Les Nations Unies ont affirmé, le 27 février 2015, que le groupe Etat islamique « doit être battu et que l’intolérance, la violence et la haine qu’il soutient doivent être éradiquées ». De son côté, l’Unesco (la Directrice générale), a demandé en urgence une réunion du Conseil de Sécurité sur la protection du patrimoine mondial au Moyen Orient. Elle a aussi lancé un appel à la société internationale pour lui demander d’agir contre cette suppression préméditée et sauvage de notre mémoire commune. Des actes qui pourraient et doivent être qualifiés de « crimes de guerre » et même de crimes contre l’Humanité, puisque c’est le patrimoine commun de l’humanité qui est vandalisé et la civilisation qu’on assassine. En ce sens, il est impérieux de protéger par tous les moyens les biens appartenant à l’humanité toute entière et faisant partie de l’héritage des générations futures, afin qu’il reste quelque chose à transmettre de notre culture et de notre Histoire. D’un trait de bombes, d’un tour de roues de Bulldozers et l’on efface impunément et sans aucun scrupule des siècles d’histoire et de mémoire de l’Homme, des lustres de civilisation. Sommes-nous arrivés au XXIème siècle pour assister à l’avènement d’un nouvel âge des cavernes ? Pour certains groupes d’individus, qui ne méritent pas le nom d’hommes, c’est ce qu’il semblerait puisqu’ils renient leur appartenance à l’humanité pour affirmer leur déracinement comme la nouvelle force qui doit soumettre le monde. Les vandales de l’Etat islamique sont en train de profiter de l’intérêt mondial pour le patrimoine historique de Syrie et d’Irak comme moyen de diffusion d’un message de mort. Les sites sont devenus entre les mains des terroristes de Daesh une arme médiatique pour plier le monde à leur volonté.

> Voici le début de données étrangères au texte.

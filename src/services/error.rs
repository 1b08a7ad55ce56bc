use thiserror::Error;

pub const SLUG_TAKEN: &str = "Slug must be unique. This slug is already in use.";

#[derive(Debug, Error)]
pub enum ServiceError {
    #[error("{0} not found")]
    NotFound(&'static str),

    #[error("{0}")]
    Validation(String),

    #[error("{0}")]
    Conflict(String),

    #[error(transparent)]
    Unexpected(#[from] anyhow::Error),
}

pub type ServiceResult<T> = Result<T, ServiceError>;

impl ServiceError {
    pub fn validation(msg: impl Into<String>) -> Self {
        Self::Validation(msg.into())
    }

    pub fn slug_taken() -> Self {
        Self::Conflict(SLUG_TAKEN.to_string())
    }
}

impl From<rusqlite::Error> for ServiceError {
    fn from(err: rusqlite::Error) -> Self {
        if is_slug_violation(&err) {
            return Self::slug_taken();
        }
        Self::Unexpected(err.into())
    }
}

impl From<r2d2::Error> for ServiceError {
    fn from(err: r2d2::Error) -> Self {
        Self::Unexpected(err.into())
    }
}

impl From<serde_json::Error> for ServiceError {
    fn from(err: serde_json::Error) -> Self {
        Self::Unexpected(err.into())
    }
}

impl From<std::io::Error> for ServiceError {
    fn from(err: std::io::Error) -> Self {
        Self::Unexpected(err.into())
    }
}

/// Storage-level UNIQUE violation on `posts.slug`, e.g. when two writers
/// race past the pre-write availability check.
fn is_slug_violation(err: &rusqlite::Error) -> bool {
    match err {
        rusqlite::Error::SqliteFailure(e, Some(msg)) => {
            e.code == rusqlite::ErrorCode::ConstraintViolation && msg.contains("posts.slug")
        }
        _ => false,
    }
}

Et que font les Etats devant un tel outrage ? La liste des destructions commence à devenir particulièrement longue depuis le Moyen Orient jusqu’à l’Afghanistan. Après Mossoul et tous les autodafés perpétrés par l’organisation de l’Etat islamique, c’est au tour de la cité de Palmyre de devoir mourir une deuxième fois. Le dynamitage du temple de Bêl (Baal) et de Baalshamin qui ont pourtant résisté 5 000 ans mais pas à la folie et au fanatisme. C’est ensuite l’Arc de triomphe de la cité à l’entrée de la grande colonnade (unique au monde) qui a été mis à bas. Tous le site de Palmyre est piégé et miné tout comme l’Amphithéâtre et que fait le monde devant ce désastre inhumain ? Il assiste en spectateur et compte les points. Notre mémoire, le patrimoine de nos enfants, part en fumée sans susciter de vraies réactions. Il semblerait que les vielles pierres, les statues et toutes les allégories de ce passé n’intéressent que de manière très superficielle, c’est-à-dire pour faire de l’argent touristique. Sinon tous ces vestiges ne sont pas au gout des chefs d’Etat qui n’y voient plus qu’un tas de sable une fois le rouleau compresseur daesh passé. Les vieux papiers millénaires ne font pas le poids face aux enjeux économiques ou face au jeu qui se joue sur l’échiquier politique mondial.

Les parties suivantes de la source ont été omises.